Coquerel’s mouse lemur is nocturnal, and active all year round. This tiny primate is arboreal, and feeds on fruit, flowers and gums, as well as small animal prey such as insects, spiders, frogs, lizards, small birds, and eggs. During the dry season it also feeds on sweet secretions of homopteran larvae to supplement its diet. Interestingly, most activity is carried out alone. Gum sites and animal prey can only be fed on by one animal at a time, which necessitates solo feeding. To facilitate its ability to forage at night, this animal’s night vision is improved by a layer of light reflecting crystals behind the retina: a common adaptation in nocturnal animals (4).
This species is well adapted for its nocturnal lifestyle. Coquerel's mouse lemur feeds in the dark to avoid being seen by predators such as birds, and are careful not to be seen or heard. They communicate and coordinate activities using acoustic and olfactory signals, including ultrasound. By day they hide in spherical nests constructed from interwoven vines, twigs and leaves (2). The use of these nests reveals that this species’ social relationships are complex as individual adults sleep alone, though adult females occasionally sleep in pairs (4).
The female Coquerel's mouse lemur occupies a home range that overlaps with those of close relatives and, as with many mammals, males have home ranges that are larger than those of the females, especially during the breeding season.

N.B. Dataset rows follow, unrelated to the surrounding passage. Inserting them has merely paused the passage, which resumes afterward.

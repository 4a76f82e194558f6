//! Pseudo-randomness used by the units, the gates and the search procedures.
//!
//! Everything random in the network goes through [`Entropy`], so tests can
//! swap in a seeded or fully fixed source.

use std::sync::Mutex;

use rand::rngs::StdRng;
use rand::{Rng, SeedableRng};

use crate::bits::Bit;

/// A source of non-cryptographic randomness shared across tasks.
pub trait Entropy: Send + Sync {
    /// Uniform draw in `[0, 1)`.
    fn uniform(&self) -> f64;

    /// Fair coin.
    fn bit(&self) -> Bit;

    /// Uniform index in `0..len`. `len` must be non-zero.
    fn index(&self, len: usize) -> usize;
}

/// `StdRng` behind a mutex.
#[derive(Debug)]
pub struct SeededEntropy {
    rng: Mutex<StdRng>,
}

impl SeededEntropy {
    pub fn from_seed(seed: u64) -> Self {
        Self {
            rng: Mutex::new(StdRng::seed_from_u64(seed)),
        }
    }

    pub fn from_os() -> Self {
        Self {
            rng: Mutex::new(StdRng::from_entropy()),
        }
    }

    /// Seeded when `seed` is given, OS entropy otherwise.
    pub fn new(seed: Option<u64>) -> Self {
        seed.map_or_else(Self::from_os, Self::from_seed)
    }

    fn with_rng<T>(&self, f: impl FnOnce(&mut StdRng) -> T) -> T {
        // Generator state stays valid even if a holder panicked.
        let mut guard = match self.rng.lock() {
            Ok(guard) => guard,
            Err(poisoned) => poisoned.into_inner(),
        };
        f(&mut guard)
    }
}

impl Entropy for SeededEntropy {
    fn uniform(&self) -> f64 {
        self.with_rng(|rng| rng.r#gen::<f64>())
    }

    fn bit(&self) -> Bit {
        self.with_rng(|rng| Bit::from(rng.gen_bool(0.5)))
    }

    fn index(&self, len: usize) -> usize {
        self.with_rng(|rng| rng.gen_range(0..len))
    }
}
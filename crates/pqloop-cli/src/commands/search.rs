//! Search command implementation.

use anyhow::Result;
use console::style;

use pqloop_core::{NetworkController, SearchOutcome};

use super::common::{parse_bits, print_result, styled_bits};

/// Start one unit per target bit and search for the pattern.
pub async fn execute(controller: &NetworkController, target: &str, iterations: usize) -> Result<()> {
    let target = parse_bits(target)?;

    println!(
        "{} Searching for {} (at most {} rounds)",
        style("→").cyan().bold(),
        style(&target).green(),
        iterations
    );

    controller.start(target.len()).await?;
    let outcome = controller.amplify_towards(&target, iterations).await;
    controller.stop().await?;

    print_outcome(&outcome?);
    Ok(())
}

fn print_outcome(outcome: &SearchOutcome) {
    print_result("Measurement", styled_bits(&outcome.measurement));
    print_result("Rounds", outcome.iterations);
    if outcome.success {
        println!("{} Target found", style("✓").green().bold());
    } else {
        println!("{} Target not found", style("✗").red().bold());
    }
}
//! Version command implementation.

use console::style;

/// Execute the version command.
pub fn execute() {
    let version = env!("CARGO_PKG_VERSION");

    println!(
        "{} {} - concurrent pseudo-qubit network",
        style("pqloop").cyan().bold(),
        style(format!("v{version}")).yellow()
    );
    println!();
    println!("Components:");
    println!("  pqloop-core  Units, gates, measurement and search heuristics");
    println!("  pqloop-cli   Command-line interface");
    println!();
    println!("License:    {}", style("Apache-2.0").dim());
}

Recent research has revealed the breeding season is in October, during which the males’ testes become dramatically enlarged. Male individuals also emit a shrill call as part of the mating display and females advertise their onset of oestrous with loud calls. These factors, coupled with the increase in a male’s home range size during breeding season, indicate that competition between males for females is intense, and that this species is promiscuous (2) (4). The gestation period lasts for 86 to 89 days, and one to four (usually two) young are born in a nest (5). Even after juveniles leave their mother, they remain in contact with vocal calls for some time (4). Sexual maturity is reached after 18 months and, in healthy forests, populations can breed successfully, producing densities of up to 385 individuals per km² (2).